In the event a Participant or other holder of an Award or person claiming a right under an Award or the Plan believes that a decision by the Administrator with respect to such person or Award was arbitrary or capricious, the person may request arbitration with respect to such decision. The review by the arbitrator shall be limited to determining whether the Participant or other Award holder has proven that the Administrator’s decision was arbitrary or capricious. This arbitration shall be the sole and exclusive review permitted of the Administrator’s decision. Participants, Award holders and persons claiming rights under an Award or the Plan explicitly waive any right to judicial review.

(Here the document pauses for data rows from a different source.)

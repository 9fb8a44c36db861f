// 该文件是 Huishou （回收分拣） 项目的一部分。
// src/backend.rs - 推理后端
//
// 本文件根据 Apache 许可证第 2.0 版（以下简称“许可证”）授权使用；
// 除非遵守该许可证条款，否则您不得使用本文件。
// 您可通过以下网址获取许可证副本：
// http://www.apache.org/licenses/LICENSE-2.0
// 除非适用法律要求或书面同意，根据本许可协议分发的软件均按“原样”提供，
// 不附带任何形式的明示或暗示的保证或条件。
// 有关许可权限与限制的具体条款，请参阅本许可协议。
//
// Copyright (C) 2026 Johann Li <me@qinka.pro>, Wareless Group

use std::path::PathBuf;

use serde::Serialize;
use thiserror::Error;
use tracing::debug;

use crate::model::{DetectResult, EngineError};

mod dummy;
mod local;
mod remote;
mod selector;

pub use self::dummy::DummyBackend;
pub use self::local::LocalModel;
pub use self::remote::RemoteCloud;
pub use self::selector::{BackendSelector, ModelSlot, Readiness, ReadinessStatus, SelectError};

/// 后端错误，消息会原样返回给调用方
#[derive(Error, Debug, Clone, PartialEq, Eq)]
pub enum BackendError {
  #[error("backend unavailable: {0}")]
  Unavailable(String),
  #[error("inference failed: {0}")]
  Inference(String),
}

impl From<EngineError> for BackendError {
  fn from(err: EngineError) -> Self {
    match err {
      EngineError::Decode(_) | EngineError::Inference(_) => BackendError::Inference(err.to_string()),
      EngineError::ModelMissing(_) | EngineError::Load(_) | EngineError::UnsupportedScheme(_) => {
        BackendError::Unavailable(err.to_string())
      }
    }
  }
}

#[derive(Debug, Clone, Copy, PartialEq, Eq, Serialize)]
#[serde(rename_all = "snake_case")]
pub enum BackendKind {
  Dummy,
  Local,
  Remote,
}

impl BackendKind {
  pub fn as_str(&self) -> &'static str {
    match self {
      BackendKind::Dummy => "dummy",
      BackendKind::Local => "local",
      BackendKind::Remote => "remote",
    }
  }
}

/// 后端的静态身份，构造后不再变化
#[derive(Debug, Clone, PartialEq, Eq, Serialize)]
pub struct BackendIdentity {
  pub kind: BackendKind,
  pub engine: String,
  pub model_version: String,
  pub model_file: Option<PathBuf>,
}

impl BackendIdentity {
  pub fn new(kind: BackendKind, engine: impl Into<String>, version: &str) -> Self {
    Self {
      kind,
      engine: engine.into(),
      model_version: format!("{}/{}", kind.as_str(), version),
      model_file: None,
    }
  }

  pub fn with_model_file(mut self, path: Option<PathBuf>) -> Self {
    self.model_file = path;
    self
  }
}

pub enum InferenceBackend {
  Dummy(DummyBackend),
  LocalModel(LocalModel),
  RemoteCloud(RemoteCloud),
}

impl InferenceBackend {
  pub async fn detect(&self, image: &[u8]) -> Result<DetectResult, BackendError> {
    let result = match self {
      InferenceBackend::Dummy(backend) => Ok(backend.detect()),
      InferenceBackend::LocalModel(backend) => backend.detect(image).await,
      InferenceBackend::RemoteCloud(backend) => backend.detect(image).await,
    }?;
    debug!(
      "后端 {} 返回 {} 个检测框",
      self.identity().engine,
      result.len()
    );
    Ok(result)
  }

  pub fn identity(&self) -> &BackendIdentity {
    match self {
      InferenceBackend::Dummy(backend) => backend.identity(),
      InferenceBackend::LocalModel(backend) => backend.identity(),
      InferenceBackend::RemoteCloud(backend) => backend.identity(),
    }
  }
}

#[cfg(test)]
mod tests {
  use super::*;

  #[test]
  fn model_version_names_variant_and_artifact() {
    let identity = BackendIdentity::new(BackendKind::Local, "local:yolo26", "v2-trashnet");
    assert_eq!(identity.model_version, "local/v2-trashnet");
  }

  #[test]
  fn engine_errors_map_by_cause() {
    assert!(matches!(
      BackendError::from(EngineError::Decode("bad jpeg".into())),
      BackendError::Inference(_)
    ));
    assert!(matches!(
      BackendError::from(EngineError::ModelMissing(PathBuf::from("/w.rknn"))),
      BackendError::Unavailable(_)
    ));
  }
}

Notice of demand for arbitration shall be made in writing to the Administrator within thirty (30) days after the applicable decision by the Administrator. The arbitrator shall be selected by those members of the Board of Directors who are neither members of the Compensation Committee of the Board of Directors nor employees of the Company or any Subsidiary. If there are no such members of the Board of Directors, the arbitrator shall be selected by the Board of Directors. The arbitrator shall be an individual who is an attorney licensed to practice law in the District of Columbia, Commonwealth of Virginia or State of Delaware. Such arbitrator shall be neutral within the meaning of the Commercial Rules of Dispute Resolution of the American Arbitration Association; provided, however, that the arbitration shall not be administered by the American Arbitration Association. Any challenge to the neutrality of the arbitrator shall be resolved by the arbitrator whose decision shall be final and conclusive. The arbitration shall be administered and conducted by the arbitrator pursuant to the Commercial Rules of Dispute Resolution of the American Arbitration Association. Each side shall bear its own fees and expenses, including its own attorney’s fees, and each side shall bear one half of the arbitrator’s fees and expenses. The decision of the arbitrator on the issue(s) presented for arbitration shall be final and conclusive and may be enforced in any court of competent jurisdiction.

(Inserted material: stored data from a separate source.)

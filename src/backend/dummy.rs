// 该文件是 Huishou （回收分拣） 项目的一部分。
// src/backend/dummy.rs - 随机占位后端
//
// 本文件根据 Apache 许可证第 2.0 版（以下简称“许可证”）授权使用；
// 除非遵守该许可证条款，否则您不得使用本文件。
// 您可通过以下网址获取许可证副本：
// http://www.apache.org/licenses/LICENSE-2.0
// 除非适用法律要求或书面同意，根据本许可协议分发的软件均按“原样”提供，
// 不附带任何形式的明示或暗示的保证或条件。
// 有关许可权限与限制的具体条款，请参阅本许可协议。
//
// Copyright (C) 2026 Johann Li <me@qinka.pro>, Wareless Group

use std::sync::{Mutex, PoisonError};

use rand::rngs::StdRng;
use rand::seq::SliceRandom;
use rand::{Rng, SeedableRng};

use crate::{
  backend::{BackendIdentity, BackendKind},
  labels::ClassMap,
  model::{DetectResult, Detection},
};

pub const DUMMY_VERSION: &str = "v0-dummy";
const DUMMY_CONFIDENCE: std::ops::RangeInclusive<f32> = 0.75..=0.98;
const DUMMY_RUNNERS_UP: usize = 4;

/// 没有训练好的模型时使用，按类别表均匀抽样生成检测结果
pub struct DummyBackend {
  class_ids: Vec<u32>,
  rng: Mutex<StdRng>,
  identity: BackendIdentity,
}

impl DummyBackend {
  pub fn new(class_map: &ClassMap) -> Self {
    Self::with_rng(class_map, StdRng::from_entropy())
  }

  pub fn with_seed(class_map: &ClassMap, seed: u64) -> Self {
    Self::with_rng(class_map, StdRng::seed_from_u64(seed))
  }

  fn with_rng(class_map: &ClassMap, rng: StdRng) -> Self {
    Self {
      class_ids: class_map.ids().collect(),
      rng: Mutex::new(rng),
      identity: BackendIdentity::new(BackendKind::Dummy, "dummy", DUMMY_VERSION),
    }
  }

  pub fn identity(&self) -> &BackendIdentity {
    &self.identity
  }

  pub fn detect(&self) -> DetectResult {
    let mut rng = self.rng.lock().unwrap_or_else(PoisonError::into_inner);

    let Some(&top) = self.class_ids.choose(&mut *rng) else {
      return DetectResult::default();
    };
    let confidence = rng.gen_range(DUMMY_CONFIDENCE);
    let mut items = vec![Detection::new(top, confidence)];

    let mut others: Vec<u32> = self
      .class_ids
      .iter()
      .copied()
      .filter(|&id| id != top)
      .collect();
    others.shuffle(&mut *rng);

    // 其余类别分掉剩下的概率
    let mut remaining = 1.0 - confidence;
    for id in others.into_iter().take(DUMMY_RUNNERS_UP) {
      let score = rng.gen_range(0.0..=remaining);
      remaining -= score;
      items.push(Detection::new(id, score));
    }

    items.into()
  }
}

24. No Right to Employment, Reelection or Continued Service

Nothing in this Plan or an Award Agreement shall interfere with or limit in any way the right of the Company, its Subsidiaries and/or its affiliates to terminate any Participant’s employment, service on the Board or service for the Company at any time or for any reason not prohibited by law, nor confer upon any Participant any right to continue his or her employment or service for any specified period of time. Neither an Award nor any benefits arising under this Plan shall constitute an employment contract with the Company, any Subsidiary and/or its affiliates, accordingly, subject to Sections 4 and 19, this Plan and the benefits hereunder may be terminated at any time in the sole and exclusive discretion of the Board of Directors without giving rise to any liability on the part of the Company, its Subsidiaries and/or its affiliates.